• _TASK ITEM_:
Below are the records; give again exactly the line with "pub mod interface;", the line with "pub use interface::*;", and each line that lies between them, and nothing besides.

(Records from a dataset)
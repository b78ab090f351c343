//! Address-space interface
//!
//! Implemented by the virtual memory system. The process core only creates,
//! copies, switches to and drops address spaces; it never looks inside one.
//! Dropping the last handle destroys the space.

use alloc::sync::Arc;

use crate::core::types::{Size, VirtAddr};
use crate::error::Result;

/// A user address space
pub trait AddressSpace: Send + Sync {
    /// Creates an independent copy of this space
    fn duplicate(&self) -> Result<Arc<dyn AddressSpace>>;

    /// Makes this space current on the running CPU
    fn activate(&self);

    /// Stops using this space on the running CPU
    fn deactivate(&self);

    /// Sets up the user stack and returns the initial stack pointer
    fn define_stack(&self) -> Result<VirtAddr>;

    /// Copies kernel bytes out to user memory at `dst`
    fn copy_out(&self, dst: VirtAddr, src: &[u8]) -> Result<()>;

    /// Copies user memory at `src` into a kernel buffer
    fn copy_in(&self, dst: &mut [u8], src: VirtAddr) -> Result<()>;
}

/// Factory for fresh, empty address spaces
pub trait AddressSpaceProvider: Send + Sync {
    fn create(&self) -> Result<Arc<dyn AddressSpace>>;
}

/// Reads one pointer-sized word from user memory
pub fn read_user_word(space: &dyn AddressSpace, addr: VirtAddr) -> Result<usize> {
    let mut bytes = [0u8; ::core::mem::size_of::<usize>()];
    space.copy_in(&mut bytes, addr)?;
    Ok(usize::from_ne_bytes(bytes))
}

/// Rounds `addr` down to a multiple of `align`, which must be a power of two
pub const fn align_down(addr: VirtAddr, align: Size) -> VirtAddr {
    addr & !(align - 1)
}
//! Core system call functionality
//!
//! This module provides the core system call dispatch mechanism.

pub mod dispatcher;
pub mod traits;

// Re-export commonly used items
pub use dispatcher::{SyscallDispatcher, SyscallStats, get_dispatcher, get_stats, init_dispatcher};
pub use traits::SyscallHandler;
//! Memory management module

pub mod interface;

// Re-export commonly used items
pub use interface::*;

* * *

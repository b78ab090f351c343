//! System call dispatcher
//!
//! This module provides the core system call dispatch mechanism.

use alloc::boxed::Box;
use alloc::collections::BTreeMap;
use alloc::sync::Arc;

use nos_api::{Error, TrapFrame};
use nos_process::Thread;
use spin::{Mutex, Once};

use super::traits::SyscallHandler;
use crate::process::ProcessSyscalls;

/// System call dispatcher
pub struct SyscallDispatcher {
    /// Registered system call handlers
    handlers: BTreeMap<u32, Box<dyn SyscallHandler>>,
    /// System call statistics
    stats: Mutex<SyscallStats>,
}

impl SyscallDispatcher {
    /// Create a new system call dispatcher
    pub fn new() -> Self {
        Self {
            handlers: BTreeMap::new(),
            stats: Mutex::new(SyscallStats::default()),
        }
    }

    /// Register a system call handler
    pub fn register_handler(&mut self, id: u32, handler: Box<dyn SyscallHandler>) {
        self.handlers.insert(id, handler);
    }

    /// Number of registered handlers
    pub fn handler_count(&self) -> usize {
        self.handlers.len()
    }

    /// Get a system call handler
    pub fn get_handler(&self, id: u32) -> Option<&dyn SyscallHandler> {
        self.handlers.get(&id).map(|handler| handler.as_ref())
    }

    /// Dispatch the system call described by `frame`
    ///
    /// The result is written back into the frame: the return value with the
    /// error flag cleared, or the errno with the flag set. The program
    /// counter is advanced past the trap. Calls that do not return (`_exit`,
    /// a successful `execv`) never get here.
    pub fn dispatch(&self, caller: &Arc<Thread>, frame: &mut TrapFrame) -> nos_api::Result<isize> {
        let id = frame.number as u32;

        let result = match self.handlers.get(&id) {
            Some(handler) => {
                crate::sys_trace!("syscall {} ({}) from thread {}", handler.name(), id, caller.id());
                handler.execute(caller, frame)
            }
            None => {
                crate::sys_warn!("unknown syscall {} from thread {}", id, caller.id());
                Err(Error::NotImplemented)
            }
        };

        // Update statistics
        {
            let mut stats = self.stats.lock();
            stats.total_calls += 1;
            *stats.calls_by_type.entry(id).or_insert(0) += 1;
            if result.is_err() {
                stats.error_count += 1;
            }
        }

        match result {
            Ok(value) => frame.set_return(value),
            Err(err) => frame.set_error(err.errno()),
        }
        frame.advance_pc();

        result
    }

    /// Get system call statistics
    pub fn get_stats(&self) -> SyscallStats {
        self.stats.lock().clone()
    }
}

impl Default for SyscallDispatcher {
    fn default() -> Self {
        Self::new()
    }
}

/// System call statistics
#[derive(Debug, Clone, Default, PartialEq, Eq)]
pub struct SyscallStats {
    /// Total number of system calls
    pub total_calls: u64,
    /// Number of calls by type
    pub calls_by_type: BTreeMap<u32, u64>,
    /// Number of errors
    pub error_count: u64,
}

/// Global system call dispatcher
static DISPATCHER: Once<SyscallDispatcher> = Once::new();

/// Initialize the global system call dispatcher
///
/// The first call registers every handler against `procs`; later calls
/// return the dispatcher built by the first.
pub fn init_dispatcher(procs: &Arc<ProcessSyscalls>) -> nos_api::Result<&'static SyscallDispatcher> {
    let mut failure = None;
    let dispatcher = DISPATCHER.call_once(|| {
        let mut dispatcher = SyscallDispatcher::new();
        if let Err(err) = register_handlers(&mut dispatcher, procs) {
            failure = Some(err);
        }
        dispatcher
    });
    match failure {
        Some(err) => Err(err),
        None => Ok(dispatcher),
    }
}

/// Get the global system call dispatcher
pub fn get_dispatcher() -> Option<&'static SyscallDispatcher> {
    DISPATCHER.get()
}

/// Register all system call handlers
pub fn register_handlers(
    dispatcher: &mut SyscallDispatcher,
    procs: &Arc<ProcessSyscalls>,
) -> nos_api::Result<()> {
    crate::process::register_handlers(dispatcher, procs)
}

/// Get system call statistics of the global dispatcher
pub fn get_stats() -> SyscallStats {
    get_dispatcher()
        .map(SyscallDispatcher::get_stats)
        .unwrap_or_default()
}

==

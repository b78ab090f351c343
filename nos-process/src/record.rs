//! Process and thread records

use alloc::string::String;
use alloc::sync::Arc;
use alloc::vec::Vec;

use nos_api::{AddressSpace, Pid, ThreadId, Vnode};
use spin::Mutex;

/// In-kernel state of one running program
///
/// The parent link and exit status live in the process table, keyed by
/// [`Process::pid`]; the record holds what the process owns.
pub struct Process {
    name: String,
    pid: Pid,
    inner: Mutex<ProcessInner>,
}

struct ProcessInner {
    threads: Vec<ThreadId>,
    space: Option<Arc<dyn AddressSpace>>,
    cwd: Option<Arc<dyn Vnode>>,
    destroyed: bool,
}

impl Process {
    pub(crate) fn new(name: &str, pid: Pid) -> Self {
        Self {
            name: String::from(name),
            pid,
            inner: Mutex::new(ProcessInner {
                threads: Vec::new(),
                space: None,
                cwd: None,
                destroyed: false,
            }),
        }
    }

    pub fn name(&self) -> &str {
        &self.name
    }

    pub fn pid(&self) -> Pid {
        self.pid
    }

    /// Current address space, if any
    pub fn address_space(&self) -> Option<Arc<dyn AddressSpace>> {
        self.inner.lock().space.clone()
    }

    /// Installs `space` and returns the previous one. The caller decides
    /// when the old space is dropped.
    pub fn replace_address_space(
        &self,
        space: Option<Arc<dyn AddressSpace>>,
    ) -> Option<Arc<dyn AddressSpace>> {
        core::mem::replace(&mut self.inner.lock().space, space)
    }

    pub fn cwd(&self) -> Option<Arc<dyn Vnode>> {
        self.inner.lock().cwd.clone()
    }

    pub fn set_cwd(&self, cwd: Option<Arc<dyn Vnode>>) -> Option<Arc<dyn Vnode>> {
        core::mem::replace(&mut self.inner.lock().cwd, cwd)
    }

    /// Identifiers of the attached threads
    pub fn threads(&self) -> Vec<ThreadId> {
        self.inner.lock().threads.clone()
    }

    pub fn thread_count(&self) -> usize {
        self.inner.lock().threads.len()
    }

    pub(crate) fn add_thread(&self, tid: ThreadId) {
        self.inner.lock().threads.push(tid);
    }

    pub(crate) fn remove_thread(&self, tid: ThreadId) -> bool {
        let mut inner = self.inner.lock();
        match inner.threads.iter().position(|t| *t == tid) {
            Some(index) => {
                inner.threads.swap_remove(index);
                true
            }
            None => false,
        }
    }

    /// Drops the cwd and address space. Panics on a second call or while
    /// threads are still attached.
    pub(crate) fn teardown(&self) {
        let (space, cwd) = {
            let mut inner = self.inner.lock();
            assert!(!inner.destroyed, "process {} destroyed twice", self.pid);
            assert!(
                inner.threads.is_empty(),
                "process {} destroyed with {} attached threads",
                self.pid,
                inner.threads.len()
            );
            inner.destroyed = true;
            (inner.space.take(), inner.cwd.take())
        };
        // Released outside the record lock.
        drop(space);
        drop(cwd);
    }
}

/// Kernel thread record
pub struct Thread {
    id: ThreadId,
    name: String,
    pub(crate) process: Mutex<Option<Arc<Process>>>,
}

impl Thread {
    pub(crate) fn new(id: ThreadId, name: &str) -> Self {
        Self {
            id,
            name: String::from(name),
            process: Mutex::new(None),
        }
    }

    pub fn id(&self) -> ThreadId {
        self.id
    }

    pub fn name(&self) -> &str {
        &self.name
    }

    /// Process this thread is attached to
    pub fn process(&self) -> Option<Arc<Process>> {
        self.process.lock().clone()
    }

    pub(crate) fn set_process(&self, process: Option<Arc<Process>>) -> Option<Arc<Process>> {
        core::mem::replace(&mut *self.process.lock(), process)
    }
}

• _RESULT FOR THIS TASK_:
pub mod interface;

// Re-export commonly used items
pub use interface::*;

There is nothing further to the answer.